───── Study material

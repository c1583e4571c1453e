use anyhow::{bail, Context, Result};
use std::io::{self, BufRead, StdinLock, Stdout, Write};

use super::UserPort;

/// `UserPort` over a line-based reader and writer, normally stdin/stdout
pub struct TerminalPort<R, W> {
    input: R,
    output: W,
}

impl TerminalPort<StdinLock<'static>, Stdout> {
    pub fn stdio() -> Self {
        Self::new(io::stdin().lock(), io::stdout())
    }
}

impl<R: BufRead, W: Write> TerminalPort<R, W> {
    pub fn new(input: R, output: W) -> Self {
        Self { input, output }
    }

    pub fn into_inner(self) -> (R, W) {
        (self.input, self.output)
    }

    /// Read a line of input, trimming whitespace and newlines
    fn read_line(&mut self) -> Result<String> {
        self.output.flush()?;

        let mut input = String::new();
        let read = self
            .input
            .read_line(&mut input)
            .context("Failed to read from terminal")?;
        if read == 0 {
            bail!("Input closed");
        }

        Ok(input.trim().to_string())
    }
}

impl<R: BufRead, W: Write> UserPort for TerminalPort<R, W> {
    fn prompt(&mut self, message: &str, default: Option<&str>) -> Result<Option<String>> {
        match default {
            Some(default) => write!(self.output, "{}\n[{}] > ", message.trim_end(), default)?,
            None => write!(self.output, "{}\n> ", message.trim_end())?,
        }

        let line = self.read_line()?;
        Ok(Some(match default {
            Some(default) if line.is_empty() => default.to_string(),
            _ => line,
        }))
    }

    fn alert(&mut self, message: &str) -> Result<()> {
        writeln!(self.output, "\n{}\n", message)?;
        Ok(())
    }

    fn confirm(&mut self, message: &str) -> Result<bool> {
        write!(self.output, "{} [y/N]: ", message)?;
        let answer = self.read_line()?.to_lowercase();
        Ok(answer == "y" || answer == "yes")
    }
}
//! LLM API client supporting OpenAI and Anthropic backends
//!
//! Provides a unified interface for making chat completion calls to different
//! LLM providers, including the token usage the provider reports.
//! Uses ureq (sync HTTP), no async runtime needed.

use crate::ai::{AiError, AiResult};
use serde::{Deserialize, Serialize};

/// Supported LLM backends
#[derive(Debug, Clone, Copy, PartialEq, Eq, Default, Serialize, Deserialize)]
#[serde(rename_all = "lowercase")]
pub enum LlmBackend {
    #[default]
    OpenAi,
    Anthropic,
    Deepinfra,
    OpenRouter,
    Ollama,
}

impl LlmBackend {
    pub fn env_key(&self) -> &'static str {
        match self {
            LlmBackend::Anthropic => "ANTHROPIC_API_KEY",
            LlmBackend::OpenAi => "OPENAI_API_KEY",
            LlmBackend::Deepinfra => "DEEPINFRA_API_KEY",
            LlmBackend::OpenRouter => "OPENROUTER_API_KEY",
            LlmBackend::Ollama => "OLLAMA_MODEL",
        }
    }

    pub fn signup_url(&self) -> &'static str {
        match self {
            LlmBackend::Anthropic => "https://console.anthropic.com/settings/keys",
            LlmBackend::OpenAi => "https://platform.openai.com/api-keys",
            LlmBackend::Deepinfra => "https://deepinfra.com/dash/api_keys",
            LlmBackend::OpenRouter => "https://openrouter.ai/keys",
            LlmBackend::Ollama => "https://ollama.ai (no key needed, just run locally)",
        }
    }

    pub fn default_model(&self) -> &'static str {
        match self {
            LlmBackend::Anthropic => "claude-sonnet-4-20250514",
            LlmBackend::OpenAi => "gpt-4o-mini",
            LlmBackend::Deepinfra => "meta-llama/Llama-3.3-70B-Instruct",
            LlmBackend::OpenRouter => "openai/gpt-4o-mini",
            LlmBackend::Ollama => "llama3.1:8b",
        }
    }

    pub fn api_url(&self) -> &'static str {
        match self {
            LlmBackend::Anthropic => "https://api.anthropic.com/v1/messages",
            LlmBackend::OpenAi => "https://api.openai.com/v1/chat/completions",
            LlmBackend::Deepinfra => "https://api.deepinfra.com/v1/openai/chat/completions",
            LlmBackend::OpenRouter => "https://openrouter.ai/api/v1/chat/completions",
            LlmBackend::Ollama => "http://localhost:11434/v1/chat/completions",
        }
    }

    pub fn is_openai_compatible(&self) -> bool {
        matches!(
            self,
            LlmBackend::OpenAi
                | LlmBackend::Deepinfra
                | LlmBackend::OpenRouter
                | LlmBackend::Ollama
        )
    }

    pub fn requires_api_key(&self) -> bool {
        !matches!(self, LlmBackend::Ollama)
    }
}

impl std::str::FromStr for LlmBackend {
    type Err = AiError;

    fn from_str(s: &str) -> Result<Self, Self::Err> {
        match s.to_lowercase().as_str() {
            "openai" => Ok(LlmBackend::OpenAi),
            "anthropic" | "claude" => Ok(LlmBackend::Anthropic),
            "deepinfra" => Ok(LlmBackend::Deepinfra),
            "openrouter" => Ok(LlmBackend::OpenRouter),
            "ollama" => Ok(LlmBackend::Ollama),
            other => Err(AiError::ConfigError(format!(
                "Unknown backend '{}'. Valid backends: openai, anthropic, deepinfra, openrouter, ollama",
                other
            ))),
        }
    }
}

#[derive(Debug, Clone, Copy, Serialize, Deserialize, PartialEq, Eq)]
#[serde(rename_all = "lowercase")]
pub enum Role {
    System,
    User,
    Assistant,
}

#[derive(Debug, Clone, Serialize, Deserialize)]
pub struct Message {
    pub role: Role,
    pub content: String,
}

impl Message {
    pub fn user(content: impl Into<String>) -> Self {
        Self {
            role: Role::User,
            content: content.into(),
        }
    }
    pub fn system(content: impl Into<String>) -> Self {
        Self {
            role: Role::System,
            content: content.into(),
        }
    }
}

#[derive(Debug, Clone, PartialEq)]
pub struct AiConfig {
    pub backend: LlmBackend,
    pub model: Option<String>,
    pub max_tokens: u32,
    pub temperature: f32,
}

impl Default for AiConfig {
    fn default() -> Self {
        Self {
            backend: LlmBackend::default(),
            model: None,
            max_tokens: 1024,
            temperature: 0.2,
        }
    }
}

impl AiConfig {
    pub fn model(&self) -> &str {
        self.model
            .as_deref()
            .unwrap_or_else(|| self.backend.default_model())
    }
}

/// Token counts as reported by the provider
#[derive(Debug, Clone, Copy, PartialEq, Eq, Default)]
pub struct ProviderUsage {
    pub prompt_tokens: Option<u64>,
    pub completion_tokens: Option<u64>,
}

/// Raw text of a chat completion plus provider-reported usage
#[derive(Debug, Clone, PartialEq)]
pub struct ChatCompletion {
    pub text: String,
    pub usage: Option<ProviderUsage>,
}

/// Unified LLM client over sync HTTP (ureq)
pub struct AiClient {
    config: AiConfig,
    api_key: String,
    agent: ureq::Agent,
}

fn make_agent() -> ureq::Agent {
    ureq::config::Config::builder()
        .http_status_as_error(false) // status codes are mapped to AiError below
        .timeout_global(Some(std::time::Duration::from_secs(120))) // LLM calls can be slow
        .build()
        .new_agent()
}

impl AiClient {
    pub fn new(config: AiConfig, api_key: impl Into<String>) -> Self {
        Self {
            config,
            api_key: api_key.into(),
            agent: make_agent(),
        }
    }

    /// Build a client from explicit settings.
    ///
    /// Backends that need a key fail with [`AiError::MissingApiKey`] when
    /// `api_key` is `None`.
    pub fn from_config(config: AiConfig, api_key: Option<String>) -> AiResult<Self> {
        if !config.backend.requires_api_key() {
            return Ok(Self::new(config, "ollama"));
        }
        match api_key.filter(|k| !k.trim().is_empty()) {
            Some(key) => Ok(Self::new(config, key)),
            None => Err(AiError::MissingApiKey {
                env_var: config.backend.env_key().to_string(),
                signup_url: config.backend.signup_url().to_string(),
            }),
        }
    }

    pub fn backend(&self) -> LlmBackend {
        self.config.backend
    }

    pub fn model(&self) -> &str {
        self.config.model()
    }

    /// Generate a response (sync).
    ///
    /// With `json_mode` OpenAI-compatible backends are asked for a JSON
    /// object; Anthropic relies on the prompt wording instead.
    pub fn generate(
        &self,
        messages: Vec<Message>,
        system: Option<&str>,
        json_mode: bool,
    ) -> AiResult<ChatCompletion> {
        if self.config.backend.is_openai_compatible() {
            self.generate_openai(messages, system, json_mode)
        } else {
            self.generate_anthropic(messages, system)
        }
    }

    fn generate_openai(
        &self,
        mut messages: Vec<Message>,
        system: Option<&str>,
        json_mode: bool,
    ) -> AiResult<ChatCompletion> {
        if let Some(sys) = system {
            messages.insert(0, Message::system(sys));
        }

        let body = OpenAiRequest {
            model: self.config.model().to_string(),
            messages,
            max_tokens: self.config.max_tokens,
            temperature: self.config.temperature,
            response_format: json_mode.then(|| ResponseFormat {
                format_type: "json_object".to_string(),
            }),
        };

        let mut req = self
            .agent
            .post(self.config.backend.api_url())
            .header("Content-Type", "application/json");

        if self.config.backend.requires_api_key() {
            req = req.header("Authorization", &format!("Bearer {}", self.api_key));
        }

        let response = req.send_json(&body).map_err(|e| AiError::ApiError {
            status: 0,
            message: e.to_string(),
        })?;

        let status = response.status().as_u16();
        if status >= 400 {
            let error_text = response.into_body().read_to_string().unwrap_or_default();
            return Err(AiError::ApiError {
                status,
                message: error_text,
            });
        }

        let resp: OpenAiResponse = response
            .into_body()
            .read_json()
            .map_err(|e| AiError::ParseError(e.to_string()))?;

        let usage = resp.usage.map(|u| ProviderUsage {
            prompt_tokens: u.prompt_tokens,
            completion_tokens: u.completion_tokens,
        });
        let text = resp
            .choices
            .into_iter()
            .next()
            .map(|c| c.message.content.unwrap_or_default())
            .ok_or_else(|| AiError::ParseError("No response choices".to_string()))?;

        Ok(ChatCompletion { text, usage })
    }

    fn generate_anthropic(
        &self,
        messages: Vec<Message>,
        system: Option<&str>,
    ) -> AiResult<ChatCompletion> {
        let messages: Vec<_> = messages
            .into_iter()
            .filter(|m| m.role != Role::System)
            .collect();

        let body = AnthropicRequest {
            model: self.config.model().to_string(),
            max_tokens: self.config.max_tokens,
            messages,
            system: system.map(|s| s.to_string()),
            temperature: Some(self.config.temperature),
        };

        let response = self
            .agent
            .post(self.config.backend.api_url())
            .header("Content-Type", "application/json")
            .header("x-api-key", &self.api_key)
            .header("anthropic-version", "2023-06-01")
            .send_json(&body)
            .map_err(|e| AiError::ApiError {
                status: 0,
                message: e.to_string(),
            })?;

        let status = response.status().as_u16();
        if status >= 400 {
            let error_text = response.into_body().read_to_string().unwrap_or_default();
            return Err(AiError::ApiError {
                status,
                message: error_text,
            });
        }

        let resp: AnthropicResponse = response
            .into_body()
            .read_json()
            .map_err(|e| AiError::ParseError(e.to_string()))?;

        let usage = resp.usage.map(|u| ProviderUsage {
            prompt_tokens: u.input_tokens,
            completion_tokens: u.output_tokens,
        });
        let text = resp
            .content
            .into_iter()
            .find(|c| c.content_type == "text")
            .map(|c| c.text)
            .ok_or_else(|| AiError::ParseError("No text content in response".to_string()))?;

        Ok(ChatCompletion { text, usage })
    }
}

// OpenAI API types
#[derive(Serialize)]
struct OpenAiRequest {
    model: String,
    messages: Vec<Message>,
    max_tokens: u32,
    temperature: f32,
    #[serde(skip_serializing_if = "Option::is_none")]
    response_format: Option<ResponseFormat>,
}

#[derive(Serialize)]
struct ResponseFormat {
    #[serde(rename = "type")]
    format_type: String,
}

#[derive(Deserialize)]
struct OpenAiResponse {
    choices: Vec<OpenAiChoice>,
    #[serde(default)]
    usage: Option<OpenAiUsage>,
}

#[derive(Deserialize)]
struct OpenAiChoice {
    message: OpenAiMessage,
}

#[derive(Deserialize)]
struct OpenAiMessage {
    #[serde(default)]
    content: Option<String>,
}

#[derive(Deserialize)]
struct OpenAiUsage {
    #[serde(default)]
    prompt_tokens: Option<u64>,
    #[serde(default)]
    completion_tokens: Option<u64>,
}

// Anthropic API types
#[derive(Serialize)]
struct AnthropicRequest {
    model: String,
    max_tokens: u32,
    messages: Vec<Message>,
    #[serde(skip_serializing_if = "Option::is_none")]
    system: Option<String>,
    #[serde(skip_serializing_if = "Option::is_none")]
    temperature: Option<f32>,
}

#[derive(Deserialize)]
struct AnthropicResponse {
    content: Vec<AnthropicContent>,
    #[serde(default)]
    usage: Option<AnthropicUsage>,
}

#[derive(Deserialize)]
struct AnthropicContent {
    #[serde(rename = "type")]
    content_type: String,
    #[serde(default)]
    text: String,
}

#[derive(Deserialize)]
struct AnthropicUsage {
    #[serde(default)]
    input_tokens: Option<u64>,
    #[serde(default)]
    output_tokens: Option<u64>,
}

──────────

Beginning at the first line of the records, give again each line exactly as written, ending with the line that contains "pub fn stdio()".

[Exercise answer]
repository c1583e4571c1453e
use anyhow::{bail, Context, Result};
use std::io::{self, BufRead, StdinLock, Stdout, Write};

use super::UserPort;

/// `UserPort` over a line-based reader and writer, normally stdin/stdout
pub struct TerminalPort<R, W> {
    input: R,
    output: W,
}

impl TerminalPort<StdinLock<'static>, Stdout> {
    pub fn stdio() -> Self {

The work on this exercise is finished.